Below are some entries. Output each one exactly as it appears.

> [Supplied data]:
──────────
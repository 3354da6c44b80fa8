use reqwest::multipart::{Form, Part};
use std::time::Duration;
use thiserror::Error;
use tracing::info;

use super::messages::{ContentId, UploadResponse};
use crate::config::UploadConfig;
use crate::recorder::Blob;

/// Multipart field the storage service reads the file from
pub const FILE_FIELD: &str = "file";

#[derive(Debug, Error)]
pub enum UploadError {
    #[error("upload rejected with status {status}: {body}")]
    Status { status: u16, body: String },
    #[error("upload request failed: {0}")]
    Network(#[from] reqwest::Error),
    #[error("malformed upload response: {0}")]
    Malformed(#[from] serde_json::Error),
}

/// Client for the content-storage upload endpoint
///
/// One POST per call, no retries.
pub struct UploadClient {
    client: reqwest::Client,
    endpoint: String,
    token: String,
}

impl UploadClient {
    pub fn new(config: &UploadConfig) -> Result<Self, UploadError> {
        let client = reqwest::Client::builder()
            .timeout(Duration::from_secs(config.timeout_secs))
            .build()?;

        info!("Upload client configured for {}", config.endpoint);

        Ok(Self {
            client,
            endpoint: config.endpoint.clone(),
            token: config.token.clone(),
        })
    }

    /// Upload `blob` as `filename` and return the content identifier
    pub async fn upload(&self, blob: &Blob, filename: &str) -> Result<ContentId, UploadError> {
        let part = Part::stream_with_length(blob.bytes.clone(), blob.len() as u64)
            .file_name(filename.to_string())
            .mime_str(&blob.media_type)?;
        let form = Form::new().part(FILE_FIELD, part);

        info!(
            "Uploading {} ({} bytes, {}) to {}",
            filename,
            blob.len(),
            blob.media_type,
            self.endpoint
        );

        let response = self
            .client
            .post(&self.endpoint)
            .bearer_auth(&self.token)
            .multipart(form)
            .send()
            .await?;

        let status = response.status();
        let body = response.bytes().await?;

        if !status.is_success() {
            let preview = String::from_utf8_lossy(&body).chars().take(512).collect();
            return Err(UploadError::Status {
                status: status.as_u16(),
                body: preview,
            });
        }

        let parsed: UploadResponse = serde_json::from_slice(&body)?;

        info!("Upload of {} accepted: cid={}", filename, parsed.value.cid);

        Ok(parsed.value.cid)
    }
}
──────────
> [Answer section]:
repository 3354da6c44b80fa8
use reqwest::multipart::{Form, Part};
use std::time::Duration;
use thiserror::Error;
use tracing::info;

use super::messages::{ContentId, UploadResponse};
use crate::config::UploadConfig;
use crate::recorder::Blob;

/// Multipart field the storage service reads the file from
pub const FILE_FIELD: &str = "file";

#[derive(Debug, Error)]
pub enum UploadError {
    #[error("upload rejected with status {status}: {body}")]
    Status { status: u16, body: String },
    #[error("upload request failed: {0}")]
    Network(#[from] reqwest::Error),
    #[error("malformed upload response: {0}")]
    Malformed(#[from] serde_json::Error),
}

/// Client for the content-storage upload endpoint
///
/// One POST per call, no retries.
pub struct UploadClient {
    client: reqwest::Client,
    endpoint: String,
    token: String,
}

impl UploadClient {
    pub fn new(config: &UploadConfig) -> Result<Self, UploadError> {
        let client = reqwest::Client::builder()
            .timeout(Duration::from_secs(config.timeout_secs))
            .build()?;

        info!("Upload client configured for {}", config.endpoint);

        Ok(Self {
            client,
            endpoint: config.endpoint.clone(),
            token: config.token.clone(),
        })
    }

    /// Upload `blob` as `filename` and return the content identifier
    pub async fn upload(&self, blob: &Blob, filename: &str) -> Result<ContentId, UploadError> {
        let part = Part::stream_with_length(blob.bytes.clone(), blob.len() as u64)
            .file_name(filename.to_string())
            .mime_str(&blob.media_type)?;
        let form = Form::new().part(FILE_FIELD, part);

        info!(
            "Uploading {} ({} bytes, {}) to {}",
            filename,
            blob.len(),
            blob.media_type,
            self.endpoint
        );

        let response = self
            .client
            .post(&self.endpoint)
            .bearer_auth(&self.token)
            .multipart(form)
            .send()
            .await?;

        let status = response.status();
        let body = response.bytes().await?;

        if !status.is_success() {
            let preview = String::from_utf8_lossy(&body).chars().take(512).collect();
            return Err(UploadError::Status {
                status: status.as_u16(),
                body: preview,
            });
        }

        let parsed: UploadResponse = serde_json::from_slice(&body)?;

        info!("Upload of {} accepted: cid={}", filename, parsed.value.cid);

        Ok(parsed.value.cid)
    }
}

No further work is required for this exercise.